What you will do = Count the lines in the records below that contain the word "name", and reply with only that number.
----
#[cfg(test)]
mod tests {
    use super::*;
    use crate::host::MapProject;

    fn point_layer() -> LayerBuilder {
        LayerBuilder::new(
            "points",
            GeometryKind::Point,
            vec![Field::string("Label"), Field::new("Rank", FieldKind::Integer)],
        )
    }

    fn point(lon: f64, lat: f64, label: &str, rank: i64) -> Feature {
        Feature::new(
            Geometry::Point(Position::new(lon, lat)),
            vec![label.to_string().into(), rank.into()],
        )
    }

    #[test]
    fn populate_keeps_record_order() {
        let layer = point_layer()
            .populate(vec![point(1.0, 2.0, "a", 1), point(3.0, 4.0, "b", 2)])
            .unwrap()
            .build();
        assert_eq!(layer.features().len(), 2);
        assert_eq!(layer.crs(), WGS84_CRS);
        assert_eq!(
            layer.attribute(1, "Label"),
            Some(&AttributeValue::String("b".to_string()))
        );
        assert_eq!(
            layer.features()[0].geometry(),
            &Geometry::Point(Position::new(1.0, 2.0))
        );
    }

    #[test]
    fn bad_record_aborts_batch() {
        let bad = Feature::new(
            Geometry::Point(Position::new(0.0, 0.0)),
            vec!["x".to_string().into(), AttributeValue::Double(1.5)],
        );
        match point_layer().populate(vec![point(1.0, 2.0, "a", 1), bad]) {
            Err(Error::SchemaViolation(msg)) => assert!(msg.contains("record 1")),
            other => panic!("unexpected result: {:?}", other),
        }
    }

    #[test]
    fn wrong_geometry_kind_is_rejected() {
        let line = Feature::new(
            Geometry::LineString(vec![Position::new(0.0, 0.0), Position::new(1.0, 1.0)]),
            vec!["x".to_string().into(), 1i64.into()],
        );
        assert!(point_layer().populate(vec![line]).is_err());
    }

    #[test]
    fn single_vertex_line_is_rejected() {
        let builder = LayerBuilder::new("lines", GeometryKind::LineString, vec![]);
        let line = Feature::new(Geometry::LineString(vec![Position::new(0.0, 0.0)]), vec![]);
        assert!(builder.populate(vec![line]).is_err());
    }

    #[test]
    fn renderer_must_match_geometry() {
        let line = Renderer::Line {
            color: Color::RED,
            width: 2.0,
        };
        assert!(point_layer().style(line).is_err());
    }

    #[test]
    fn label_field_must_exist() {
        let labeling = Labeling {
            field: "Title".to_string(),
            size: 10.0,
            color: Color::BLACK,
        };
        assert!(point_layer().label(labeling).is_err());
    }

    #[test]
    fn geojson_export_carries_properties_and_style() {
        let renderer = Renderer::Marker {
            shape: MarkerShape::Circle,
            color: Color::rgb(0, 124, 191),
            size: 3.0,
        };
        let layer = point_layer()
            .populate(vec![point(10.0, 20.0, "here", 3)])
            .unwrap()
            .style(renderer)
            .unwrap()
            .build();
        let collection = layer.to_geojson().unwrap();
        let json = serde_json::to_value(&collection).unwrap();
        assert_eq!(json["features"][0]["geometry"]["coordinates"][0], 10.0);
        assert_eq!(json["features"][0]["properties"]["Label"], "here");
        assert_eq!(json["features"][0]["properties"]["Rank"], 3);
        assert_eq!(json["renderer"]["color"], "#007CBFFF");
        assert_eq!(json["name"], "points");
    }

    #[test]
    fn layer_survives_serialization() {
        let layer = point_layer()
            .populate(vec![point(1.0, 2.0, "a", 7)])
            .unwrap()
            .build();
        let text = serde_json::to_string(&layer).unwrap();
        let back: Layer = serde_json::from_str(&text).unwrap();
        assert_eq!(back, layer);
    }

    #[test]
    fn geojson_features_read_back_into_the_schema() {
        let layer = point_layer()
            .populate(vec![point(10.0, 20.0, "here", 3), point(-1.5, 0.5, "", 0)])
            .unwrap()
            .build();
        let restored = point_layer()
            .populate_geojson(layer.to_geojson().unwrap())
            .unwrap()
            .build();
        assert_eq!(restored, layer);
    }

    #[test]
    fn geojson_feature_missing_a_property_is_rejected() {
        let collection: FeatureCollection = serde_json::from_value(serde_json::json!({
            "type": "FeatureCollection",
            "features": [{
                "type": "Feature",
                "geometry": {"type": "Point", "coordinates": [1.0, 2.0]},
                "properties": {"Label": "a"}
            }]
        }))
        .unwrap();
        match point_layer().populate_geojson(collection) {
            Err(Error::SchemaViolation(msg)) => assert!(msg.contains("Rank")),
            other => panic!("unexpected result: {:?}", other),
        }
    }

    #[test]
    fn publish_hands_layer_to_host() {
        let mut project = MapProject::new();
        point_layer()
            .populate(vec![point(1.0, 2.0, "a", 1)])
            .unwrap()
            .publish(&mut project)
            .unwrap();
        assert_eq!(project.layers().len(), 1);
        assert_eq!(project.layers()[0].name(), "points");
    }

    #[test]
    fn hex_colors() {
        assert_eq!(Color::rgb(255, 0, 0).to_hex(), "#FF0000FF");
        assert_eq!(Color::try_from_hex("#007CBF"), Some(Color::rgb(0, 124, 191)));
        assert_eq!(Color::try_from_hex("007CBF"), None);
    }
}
----
Answer to the problem = 2